▶ [WORK ITEM]: Give the number of lines in this listing that hold "enum". No other words belong in the reply.

▶ [DATASET ENTRIES]:
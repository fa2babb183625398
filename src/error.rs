//! Error types for the universal agent.
//!
//! Each layer owns its error enum. The driver translates store and backend
//! errors into its own kinds so callers never see raw store errors.

use thiserror::Error;
use uuid::Uuid;

/// Hash Engine errors
#[derive(Debug, Error)]
pub enum HashError {
    #[error("Serialization error: {0}")]
    Serialization(String),
}

impl From<serde_json::Error> for HashError {
    fn from(err: serde_json::Error) -> Self {
        HashError::Serialization(err.to_string())
    }
}

/// Target Field Store and controller record storage errors
#[derive(Debug, Error)]
pub enum StorageError {
    #[error("Item not found: {kind}/{uuid}")]
    ItemNotFound { kind: String, uuid: Uuid },

    #[error("Item already exists: {kind}/{uuid}")]
    ItemAlreadyExists { kind: String, uuid: Uuid },

    #[error("Storage codec error: {0}")]
    Codec(String),

    #[error("Storage I/O error: {0}")]
    IoError(#[from] std::io::Error),
}

impl StorageError {
    pub(crate) fn io(context: &str, err: impl std::fmt::Display) -> Self {
        StorageError::IoError(std::io::Error::new(
            std::io::ErrorKind::Other,
            format!("{}: {}", context, err),
        ))
    }
}

/// Backend Client errors
#[derive(Debug, Error)]
pub enum BackendError {
    #[error("Resource not found on backend: {kind}/{uuid}")]
    ResourceNotFound { kind: String, uuid: Uuid },

    #[error("Resource already exists on backend: {kind}/{uuid}")]
    ResourceAlreadyExists { kind: String, uuid: Uuid },

    #[error("Resource {uuid} belongs to project {found}, expected {expected}")]
    ResourceProjectMismatch {
        uuid: Uuid,
        expected: String,
        found: String,
    },

    #[error("No collection configured for kind: {0}")]
    UnknownKind(String),

    #[error("Backend request failed: {0}")]
    Transport(String),

    #[error("Malformed backend response: {0}")]
    Decode(String),
}

/// Reconciliation Driver errors
#[derive(Debug, Error)]
pub enum DriverError {
    #[error("Unsupported capability: {0}")]
    UnsupportedCapability(String),

    #[error("Resource not found: {kind}/{uuid}")]
    ResourceNotFound { kind: String, uuid: Uuid },

    #[error("Resource already exists: {kind}/{uuid}")]
    ResourceAlreadyExists { kind: String, uuid: Uuid },

    #[error("Resource {uuid} does not belong to project {expected} (found {found})")]
    ResourceProjectMismatch {
        uuid: Uuid,
        expected: String,
        found: String,
    },

    #[error("No reconciliation pass is open; call start() first")]
    PassNotStarted,

    #[error("A reconciliation pass is already open")]
    PassAlreadyStarted,

    #[error("Backend error: {0}")]
    Backend(BackendError),

    #[error("Storage error: {0}")]
    Storage(StorageError),

    #[error("Hash error: {0}")]
    Hash(#[from] HashError),
}

impl From<BackendError> for DriverError {
    fn from(err: BackendError) -> Self {
        match err {
            BackendError::ResourceNotFound { kind, uuid } => {
                DriverError::ResourceNotFound { kind, uuid }
            }
            BackendError::ResourceAlreadyExists { kind, uuid } => {
                DriverError::ResourceAlreadyExists { kind, uuid }
            }
            BackendError::ResourceProjectMismatch {
                uuid,
                expected,
                found,
            } => DriverError::ResourceProjectMismatch {
                uuid,
                expected,
                found,
            },
            other => DriverError::Backend(other),
        }
    }
}

impl From<StorageError> for DriverError {
    fn from(err: StorageError) -> Self {
        match err {
            StorageError::ItemNotFound { kind, uuid } => DriverError::ResourceNotFound { kind, uuid },
            StorageError::ItemAlreadyExists { kind, uuid } => {
                DriverError::ResourceAlreadyExists { kind, uuid }
            }
            other => DriverError::Storage(other),
        }
    }
}

/// Delta Payload Protocol errors
#[derive(Debug, Error)]
pub enum PayloadError {
    #[error("Agent not found: {0}")]
    AgentNotFound(Uuid),

    #[error("Hash error: {0}")]
    Hash(#[from] HashError),

    #[error("Storage error: {0}")]
    Storage(#[from] StorageError),
}

/// Configuration errors
#[derive(Debug, Error)]
pub enum ConfigError {
    #[error("Failed to load configuration: {0}")]
    Load(#[from] config::ConfigError),

    #[error("Configuration validation failed:\n{0}")]
    Invalid(String),

    #[error("Configuration error: {0}")]
    Other(String),
}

▶ [WORKED SOLUTION]: 7